Are Polls Accurate?

Posted: October 9, 2013 in News and politics
Tags: , , ,

It is a common weakness for us to agree with polling results if they agree with our beliefs, and point out the weaknesses of polling methods if they disagree. When informed with the actual questions and the interpretations of polling data that are the results of responses to these questions we see through some faulty conclusions.

So, how can we improve polling to give us better guidance from their results? I propose weighing responses by results of a short quiz on relevant facts that determines the knowledge of the respondents. A high score on the quiz would give the response a greater numerical value than a score that reflects a woeful ignorance of the facts.

To make the polling data more useful all information, including the actual questions posed in the quiz, should be included. I’m sure our lawmakers, as well as the public at large, would appreciate a better reading of polls to guide their decisions.

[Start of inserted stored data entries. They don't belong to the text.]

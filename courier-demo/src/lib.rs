//! Shared pieces of the `publish` and `listen` binaries.
use serde::{Deserialize, Serialize};

pub mod init;

/// The payload both binaries agree on.
#[derive(Serialize, Deserialize, Clone, PartialEq, Eq, Debug)]
pub struct Order {
    pub number: u64,
    pub item: String,
}

impl Order {
    pub fn sample(number: u64) -> Self {
        const ITEMS: [&str; 4] = ["anvil", "rope", "lantern", "compass"];
        Self {
            number,
            item: ITEMS[(number as usize) % ITEMS.len()].to_string(),
        }
    }
}
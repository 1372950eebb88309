//! Backend selection from [`Config`].
//!
//! [`Transport`] turns a [`Config`] into publishers and receivers for the
//! configured backend, so binaries can switch between AMQP and the in-memory
//! broker without code changes.
//!
//! ```
//! use courier::{
//!     config::{Backend, Config},
//!     message::Message,
//!     queue::Publisher,
//!     transport::Transport,
//! };
//!
//! # #[tokio::main]
//! # async fn main() -> anyhow::Result<()> {
//! let transport = Transport::from_config(&Config {
//!     backend: Backend::InMemory,
//!     queue: "orders".to_string(),
//!     ..Default::default()
//! })?;
//!
//! let publisher = transport.publisher().await?;
//! publisher.send(vec![Message::new("order 1")]).await?;
//!
//! let broker = transport.broker().expect("in-memory transport");
//! assert_eq!(broker.message_count("orders"), 1);
//! # Ok(())
//! # }
//! ```
use crate::{
    config::{Backend, Config},
    error::{MessagingError, Result},
    queue::{
        amqp::{AMQPOptions, AMQPPublisher, AMQPReceiverBackend},
        in_memory::{InMemoryBroker, InMemoryReceiverOptions, ReceiveMode},
        Dispatch, Publisher,
    },
    receiver::{QueueReceiver, Receiver},
    serializer::Serializer,
};

enum Connection {
    Amqp { uri: String },
    InMemory(InMemoryBroker),
}

/// Publisher and receiver factory for the configured backend.
pub struct Transport {
    config: Config,
    connection: Connection,
}

impl Transport {
    /// Initializes the [`Transport`] with the provided [`Config`].
    pub fn from_config(config: &Config) -> Result<Self> {
        let connection = match config.backend {
            Backend::Amqp => Connection::Amqp {
                uri: config.amqp_uri.clone().ok_or_else(|| {
                    MessagingError::InvalidInput("the AMQP backend requires an AMQP URI".into())
                })?,
            },
            Backend::InMemory => Connection::InMemory(InMemoryBroker::new()),
        };

        Ok(Self {
            config: config.clone(),
            connection,
        })
    }

    /// Short-hand for an in-memory [`Transport`] with default settings.
    pub fn in_memory() -> Self {
        Self {
            config: Config {
                backend: Backend::InMemory,
                ..Default::default()
            },
            connection: Connection::InMemory(InMemoryBroker::new()),
        }
    }

    /// The in-memory broker, when that backend is selected.
    pub fn broker(&self) -> Option<&InMemoryBroker> {
        match &self.connection {
            Connection::InMemory(broker) => Some(broker),
            Connection::Amqp { .. } => None,
        }
    }

    pub fn config(&self) -> &Config {
        &self.config
    }

    pub fn serializer(&self) -> Serializer {
        Serializer::from(&self.config)
    }

    pub fn dispatch(&self) -> Dispatch {
        Dispatch::with_limit(self.config.max_concurrent_handlers)
    }

    fn amqp_options<'a>(&'a self, uri: &'a str) -> AMQPOptions<'a> {
        AMQPOptions {
            uri,
            exchange: &self.config.exchange,
            queue: &self.config.queue,
            routing_key: &self.config.routing_key,
            prefetch: self.config.prefetch,
            auto_ack: self.config.auto_ack,
            dispatch: self.dispatch(),
        }
    }

    /// A publisher for the configured destination. Connects when AMQP is
    /// selected.
    pub async fn publisher(&self) -> Result<Box<dyn Publisher>> {
        match &self.connection {
            Connection::Amqp { uri } => Ok(Box::new(
                AMQPPublisher::connect(&self.amqp_options(uri)).await?,
            )),
            Connection::InMemory(broker) => Ok(Box::new(broker.publisher(&self.config.queue))),
        }
    }

    /// A receiver for the configured queue. Nothing is opened until
    /// [`Receiver::listen`] is called.
    pub fn receiver(&self) -> Box<dyn Receiver> {
        match &self.connection {
            Connection::Amqp { uri } => Box::new(QueueReceiver::new(AMQPReceiverBackend::new(
                &self.amqp_options(uri),
            ))),
            Connection::InMemory(broker) => Box::new(broker.receiver(
                &self.config.queue,
                InMemoryReceiverOptions {
                    mode: if self.config.auto_ack {
                        ReceiveMode::ReceiveAndDelete
                    } else {
                        ReceiveMode::PeekLock
                    },
                    prefetch: usize::from(self.config.prefetch),
                    dispatch: self.dispatch(),
                },
            )),
        }
    }
}

#[cfg(test)]
mod tests {
    use super::*;
    use crate::{message::Message, queue::Capabilities, receiver::ReceiverState};

    #[test]
    fn amqp_without_uri_is_rejected() {
        let config = Config {
            backend: Backend::Amqp,
            amqp_uri: None,
            ..Default::default()
        };
        assert!(matches!(
            Transport::from_config(&config),
            Err(MessagingError::InvalidInput(_))
        ));
    }

    #[test]
    fn amqp_receiver_reports_its_capabilities() {
        let transport = Transport::from_config(&Config {
            backend: Backend::Amqp,
            amqp_uri: Some("amqp://localhost:5672".into()),
            ..Default::default()
        })
        .unwrap();

        let receiver = transport.receiver();
        assert_eq!(receiver.capabilities(), Capabilities::default());
        assert_eq!(receiver.state(), ReceiverState::Idle);
        assert!(transport.broker().is_none());
    }

    #[test]
    fn handler_concurrency_follows_config() {
        let transport = Transport::from_config(&Config {
            backend: Backend::InMemory,
            max_concurrent_handlers: Some(8),
            ..Default::default()
        })
        .unwrap();
        assert_eq!(transport.dispatch().max_in_flight(), 8);
        assert_eq!(Transport::in_memory().dispatch(), Dispatch::Sequential);
    }

    #[tokio::test]
    async fn in_memory_transport_shares_one_broker() {
        let transport = Transport::in_memory();
        transport
            .publisher()
            .await
            .unwrap()
            .send(vec![Message::new("x")])
            .await
            .unwrap();

        let broker = transport.broker().unwrap();
        assert_eq!(broker.message_count(&transport.config().queue), 1);
        assert!(transport.receiver().capabilities().dead_letter);
    }
}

Some infamous polling results include the reported 70% of Americans agreed with the Iraq invasion when it was being considered, and the slim majority of Americans who don’t like Obamacare. Of course the latter doesn’t delineate between those who don’t like it for different perceived failings (i. e. some prefer a single payer system).

A recent video showed how little some respondents knew about Obamacare (including the fact that Obamacare is the same as the affordable care act). Respondents said they liked the affordable care act, but didn’t like Obamacare. And when they were asked whether they liked certain benefits included in Obamacare, they universally responded they did. This was an exercise on The Jerry Kimmel Live show.